Units are in trillions of BTU
| Variables in Data Set | Variable Type | Description |
|---|---|---|
| State…1 | character | US State |
| Population | number | total population as of 2019 |
| Total.Energy.Consumption | number | Total energy consumption |
| Total.Fossil.Fuel.Energy.Consumption | number | Total fossil fuel consumption |
| Total.Alternative.Energy.Consumption | number | Total Alternative energy consumption including nuclear energy |
| Coal | number | Coal consumption |
| Natural.Gas | number | Natural Gas Consumption |
| Petroleum | number | Petroleum Consumption |
| Nuclear | number | Nuclear consumption |
| Hydroelectric | number | Hydroelectric consumption |
| Biomass | number | Biomass consumption |
| Geothermal | number | Geothermal consumption |
| solar | number | Solar consumption |
| Wind | number | wind consumption |
| Total.Renewable.Energy | number | Total renewable energy consumption excluding nuclear energy |
The values of this data is a percentage
| Variables in Data Set | Variable Type | Description |
|---|---|---|
| Year …1 | number | Years from 1960 - 2019 |
| Coal | number | Percentage of coal used |
| Natural.Gas | number | Percentage of natural gas used |
| Petroleum | number | Percentage of petroleum used |
| Total.Fossil.Fuels | number | Total percentage of fossil fuel used |
| Nuclear | number | Percentage of nuclear used |
| Hydroelectric | number | Percentage of hydroelectric used |
| Geothermal | number | Percentage of geothermal used |
| Solar | number | Percentage of solar used |
| Wind | number | Percentage of wind used |
| Biomass | number | Percentage of biomass used |
| Total.Renewable.Energy | number | Total percentage of renewable used |
The state level data looks at energy consumption in 2018. I want to understand how a states population may impact the overall energy consumption and what types of energy is being consumed.

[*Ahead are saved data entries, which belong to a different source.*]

/// CSV support for reading and writing tables.
///
/// # Module Architecture
///
/// 1. **CsvTableReader**: decodes a byte source with a configurable encoding and
///    parses it into a [`Table`](crate::core::table::Table). The first record is
///    the header.
///
/// 2. **CsvTableWriter**: serializes a table back to CSV, header first, and
///    encodes the result with a configurable encoding.
///
/// Both components follow the builder pattern.
///
/// # Examples
///
/// ```
/// use outputty::core::item::{TableReader, TableWriter};
/// use outputty::item::csv::csv_reader::CsvTableReaderBuilder;
/// use outputty::item::csv::csv_writer::CsvTableWriterBuilder;
///
/// let reader = CsvTableReaderBuilder::new()
///     .delimiter(b';')
///     .from_reader("a;b\n1;x,y\n".as_bytes());
/// let table = reader.read().unwrap();
///
/// let mut buffer = Vec::new();
/// {
///     let writer = CsvTableWriterBuilder::new().from_writer(&mut buffer);
///     writer.write(&table).unwrap();
/// }
///
/// assert_eq!(String::from_utf8(buffer).unwrap(), "a,b\n1,\"x,y\"\n");
/// ```

/// A module providing facilities for reading CSV tables.
pub mod csv_reader;

/// A module providing facilities for writing CSV tables.
pub mod csv_writer;
use csv::{ReaderBuilder, StringRecord, Trim};
use log::debug;
use std::{cell::RefCell, fs::File, io::Read, path::Path};

use crate::{
    core::{
        item::{TableReader, TableReaderResult},
        table::{Row, Table},
    },
    encoding::TextEncoding,
    error::ConvertError,
};

/// A CSV table reader that implements the `TableReader` trait.
///
/// The whole source is read and decoded with the configured encoding before
/// any parsing happens. The first record becomes the header and every following
/// record becomes a row.
///
/// # Implementation Details
///
/// - Uses a `RefCell` so the source can be drained through `&self`
/// - Parses flexibly: short records are padded by [`Table::new`], long ones are rejected
/// - Cells are kept verbatim unless trimming is configured
/// - Empty input yields an empty table (no header, no rows)
/// - Blank lines are skipped and never become rows; write `""` for an empty single-cell row
///
/// # Examples
///
/// ```
/// use outputty::item::csv::csv_reader::CsvTableReaderBuilder;
/// use outputty::core::item::TableReader;
///
/// let data = "\
/// city,country
/// Boston,United States
/// \"Paris, TX\",United States
/// ";
///
/// let reader = CsvTableReaderBuilder::new().from_reader(data.as_bytes());
/// let table = reader.read().unwrap();
///
/// assert_eq!(table.headers(), ["city", "country"]);
/// assert_eq!(table.rows()[1][0], "Paris, TX");
/// ```
pub struct CsvTableReader<R> {
    /// Raw byte source, drained on the first read
    source: RefCell<R>,
    delimiter: u8,
    quote: u8,
    trim: Trim,
    encoding: TextEncoding,
}

impl<R: Read> TableReader for CsvTableReader<R> {
    /// Reads, decodes and parses the whole source.
    ///
    /// # Returns
    /// - `Ok(table)` with the header and every row in source order
    /// - `Err(ConvertError::Encoding)` if the bytes are invalid for the configured encoding
    /// - `Err(ConvertError::Reader)` on I/O or CSV syntax errors
    /// - `Err(ConvertError::MalformedRow)` if a row has more fields than the header
    fn read(&self) -> TableReaderResult {
        let mut bytes = Vec::new();
        self.source
            .borrow_mut()
            .read_to_end(&mut bytes)
            .map_err(|error| ConvertError::Reader(error.to_string()))?;

        let text = self.encoding.decode(&bytes)?;
        debug!("Decoded {} byte(s) as {}", bytes.len(), self.encoding);

        let mut records = ReaderBuilder::new()
            .delimiter(self.delimiter)
            .quote(self.quote)
            .trim(self.trim)
            .has_headers(false) // the header is taken from the first record below
            .flexible(true)
            .from_reader(text.as_bytes())
            .into_records();

        let headers = match records.next() {
            Some(record) => to_row(record)?,
            None => return Ok(Table::default()),
        };

        let rows = records.map(to_row).collect::<Result<Vec<Row>, ConvertError>>()?;

        Table::new(headers, rows)
    }
}

fn to_row(record: Result<StringRecord, csv::Error>) -> Result<Row, ConvertError> {
    match record {
        Ok(record) => Ok(record.iter().map(str::to_string).collect()),
        Err(error) => Err(ConvertError::Reader(error.to_string())),
    }
}

/// A builder for configuring CSV table reading.
///
/// # Default Configuration
///
/// - Delimiter: comma (,)
/// - Quote: double quote (")
/// - Trimming: none, cells are kept verbatim
/// - Encoding: UTF-8
///
/// # Examples
///
/// ```
/// use outputty::item::csv::csv_reader::CsvTableReaderBuilder;
/// use outputty::core::item::TableReader;
/// use outputty::encoding::TextEncoding;
///
/// let reader = CsvTableReaderBuilder::new()
///     .delimiter(b';')
///     .encoding(TextEncoding::for_label("latin1").unwrap())
///     .from_reader(&b"nom;ville\nJos\xe9;S\xe3o Paulo\n"[..]);
///
/// let table = reader.read().unwrap();
/// assert_eq!(table.rows()[0], ["José", "São Paulo"]);
/// ```
pub struct CsvTableReaderBuilder {
    delimiter: u8,
    quote: u8,
    trim: Trim,
    encoding: TextEncoding,
}

impl Default for CsvTableReaderBuilder {
    fn default() -> Self {
        Self::new()
    }
}

impl CsvTableReaderBuilder {
    pub fn new() -> Self {
        Self {
            delimiter: b',',
            quote: b'"',
            trim: Trim::None,
            encoding: TextEncoding::default(),
        }
    }

    /// Sets the field delimiter.
    pub fn delimiter(mut self, delimiter: u8) -> Self {
        self.delimiter = delimiter;
        self
    }

    /// Sets the quote character.
    pub fn quote(mut self, quote: u8) -> Self {
        self.quote = quote;
        self
    }

    /// Sets whether whitespace around headers and fields is trimmed.
    pub fn trim(mut self, trim: Trim) -> Self {
        self.trim = trim;
        self
    }

    /// Sets the encoding used to decode the source bytes.
    pub fn encoding(mut self, encoding: TextEncoding) -> Self {
        self.encoding = encoding;
        self
    }

    /// Creates a `CsvTableReader` over any byte source.
    pub fn from_reader<R: Read>(self, rdr: R) -> CsvTableReader<R> {
        CsvTableReader {
            source: RefCell::new(rdr),
            delimiter: self.delimiter,
            quote: self.quote,
            trim: self.trim,
            encoding: self.encoding,
        }
    }

    /// Creates a `CsvTableReader` over a file.
    ///
    /// # Errors
    ///
    /// Returns [`ConvertError::SourceUnavailable`] if the file cannot be opened.
    pub fn from_path<P: AsRef<Path>>(self, path: P) -> Result<CsvTableReader<File>, ConvertError> {
        let path = path.as_ref();
        let file =
            File::open(path).map_err(|error| ConvertError::source_unavailable(path, &error))?;
        Ok(self.from_reader(file))
    }
}
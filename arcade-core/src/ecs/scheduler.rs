// Copyright 2025 John Brosnihan
//
// Licensed under the Apache License, Version 2.0 (the "License");
// you may not use this file except in compliance with the License.
// You may obtain a copy of the License at
//
//     http://www.apache.org/licenses/LICENSE-2.0
//
// Unless required by applicable law or agreed to in writing, software
// distributed under the License is distributed on an "AS IS" BASIS,
// WITHOUT WARRANTIES OR CONDITIONS OF ANY KIND, either express or implied.
// See the License for the specific language governing permissions and
// limitations under the License.
//! Fixed-timestep scheduler
//!
//! Rendered frames arrive at whatever rate the host manages; the simulation
//! always advances in whole ticks of a fixed length. Each frame's elapsed
//! time is added to an accumulator which is then consumed tick by tick. The
//! leftover fraction of a tick is exposed as an interpolation factor so the
//! renderer can blend between the previous and current tick.
//!
//! A frame longer than the configured ceiling (a breakpoint, a stalled
//! window) does not trigger a catch-up burst: the accumulator is set to
//! exactly one tick instead, bounding the work done in any single frame.

use crate::config::SimConfig;
use crate::error::SimError;
use std::time::Duration;

/// What a call to [`FixedTimestep::frame`] did
#[derive(Debug, Clone, Copy, PartialEq)]
pub struct FrameStats {
    /// Ticks simulated this frame
    pub ticks: u32,
    /// Leftover fraction of a tick, in [0, 1)
    pub interpolation: f32,
    /// Whether the frame exceeded the ceiling and was clamped
    pub clamped: bool,
}

/// Accumulator-based fixed-step clock
///
/// # Examples
///
/// ```
/// use arcade_core::ecs::scheduler::FixedTimestep;
/// use std::time::Duration;
///
/// let mut clock = FixedTimestep::new(Duration::from_millis(10), Duration::from_millis(250)).unwrap();
/// let mut ticks = 0;
/// let stats = clock.frame(Duration::from_millis(25), |_dt| ticks += 1);
/// assert_eq!(ticks, 2);
/// assert!((stats.interpolation - 0.5).abs() < 1e-6);
/// ```
#[derive(Debug, Clone)]
pub struct FixedTimestep {
    tick: Duration,
    max_frame_time: Duration,
    accumulator: Duration,
    total_ticks: u64,
}

impl FixedTimestep {
    /// Create a clock with the given tick length and frame ceiling
    ///
    /// The tick must be non-zero and no longer than the ceiling.
    pub fn new(tick: Duration, max_frame_time: Duration) -> Result<Self, SimError> {
        if tick.is_zero() {
            return Err(SimError::InvalidConfig("tick duration must be non-zero".into()));
        }
        if max_frame_time < tick {
            return Err(SimError::InvalidConfig(format!(
                "max frame time {:?} is shorter than one tick ({:?})",
                max_frame_time, tick
            )));
        }
        Ok(FixedTimestep {
            tick,
            max_frame_time,
            accumulator: Duration::ZERO,
            total_ticks: 0,
        })
    }

    /// Create a clock from the simulation configuration
    pub fn from_config(config: &SimConfig) -> Result<Self, SimError> {
        Self::new(config.tick_duration(), config.max_frame_time())
    }

    /// Length of one tick
    pub fn tick_duration(&self) -> Duration {
        self.tick
    }

    /// Length of one tick in seconds
    pub fn dt(&self) -> f32 {
        self.tick.as_secs_f32()
    }

    /// Account for one rendered frame's elapsed time
    ///
    /// Returns how many ticks are now due; the caller runs them.
    pub fn advance(&mut self, elapsed: Duration) -> FrameStats {
        let clamped = elapsed > self.max_frame_time;
        if clamped {
            log::debug!(
                "frame took {:?} (ceiling {:?}); simulating a single tick",
                elapsed,
                self.max_frame_time
            );
            self.accumulator = self.tick;
        } else {
            self.accumulator += elapsed;
        }

        let mut ticks = 0;
        while self.accumulator >= self.tick {
            self.accumulator -= self.tick;
            ticks += 1;
        }
        self.total_ticks += u64::from(ticks);

        FrameStats {
            ticks,
            interpolation: self.interpolation(),
            clamped,
        }
    }

    /// Consume one rendered frame's elapsed time
    ///
    /// Calls `step` once per whole tick with the tick length in seconds.
    pub fn frame<F>(&mut self, elapsed: Duration, mut step: F) -> FrameStats
    where
        F: FnMut(f32),
    {
        let stats = self.advance(elapsed);
        let dt = self.dt();
        for _ in 0..stats.ticks {
            step(dt);
        }
        stats
    }

    /// Leftover fraction of a tick, in [0, 1)
    pub fn interpolation(&self) -> f32 {
        (self.accumulator.as_secs_f64() / self.tick.as_secs_f64()) as f32
    }

    /// Ticks simulated since creation or the last reset
    pub fn total_ticks(&self) -> u64 {
        self.total_ticks
    }

    /// Drop any accumulated time
    pub fn reset(&mut self) {
        self.accumulator = Duration::ZERO;
        self.total_ticks = 0;
    }
}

I find the first graph predictable. As the population increases so does the energy consumption. Each dot represents a different state. I found it interesting that there state with the highest energy consumption was not the most populous state. They have more than 10,000,000 fewer people than the most populous state while consuming more than 7500 more units of energy.
This second graph provides more context to the first graph. We can now see who the culprits are for the highest energy consumption. I am curious why Texas has the highest energy consumption by such a wide margin, but are less populous by approximately 10,000,000. Speculation has drawn me to more manufacturing, hotter climate throughout the entire state, or the population is more spread out (fewer apartment buildings).
I wanted to understand the how the states most energy consumption receive their energy. The graph is ordered in terms of most populous to least populous and each bar represents their total energy consumption. I did find it interesting that California and Texas have almost the same amount of renewable energy being consumed, considering the politics of both sates.
I was very interested to understand the sources of our energy consumption over the years and how it has changed. The following graphs really put it into perspective for me in terms of what type of energy we are using and how “far” we have come as a nation. Perhaps I was being naive or maybe i was just watching the wrong channel on the television or I may just be to involved in the production of a quality ranch dressing (that’s what we make at my manufacturing plant).
I found this graph to be very interesting. The vast amount of space between fossil fuels and nuclear energy and renewable energy was surprising to me. But you can see the trend of fossil fuels starting to decrease and renewbles/Nuclear begining to increase.
Taking a deeper look into renewable energy, I found the divergent of coal and natural gas in the mid 2000’s very interesting. That was about the time the fracking boom took off and it is quite interesting to see how it affected the consumption of coal to shortly after the boom hit.
Taking a deeper look into renewable energy, I found it interesting the decrease of hydroelectric overtime. I would have expected that particular source of energy to increase over time.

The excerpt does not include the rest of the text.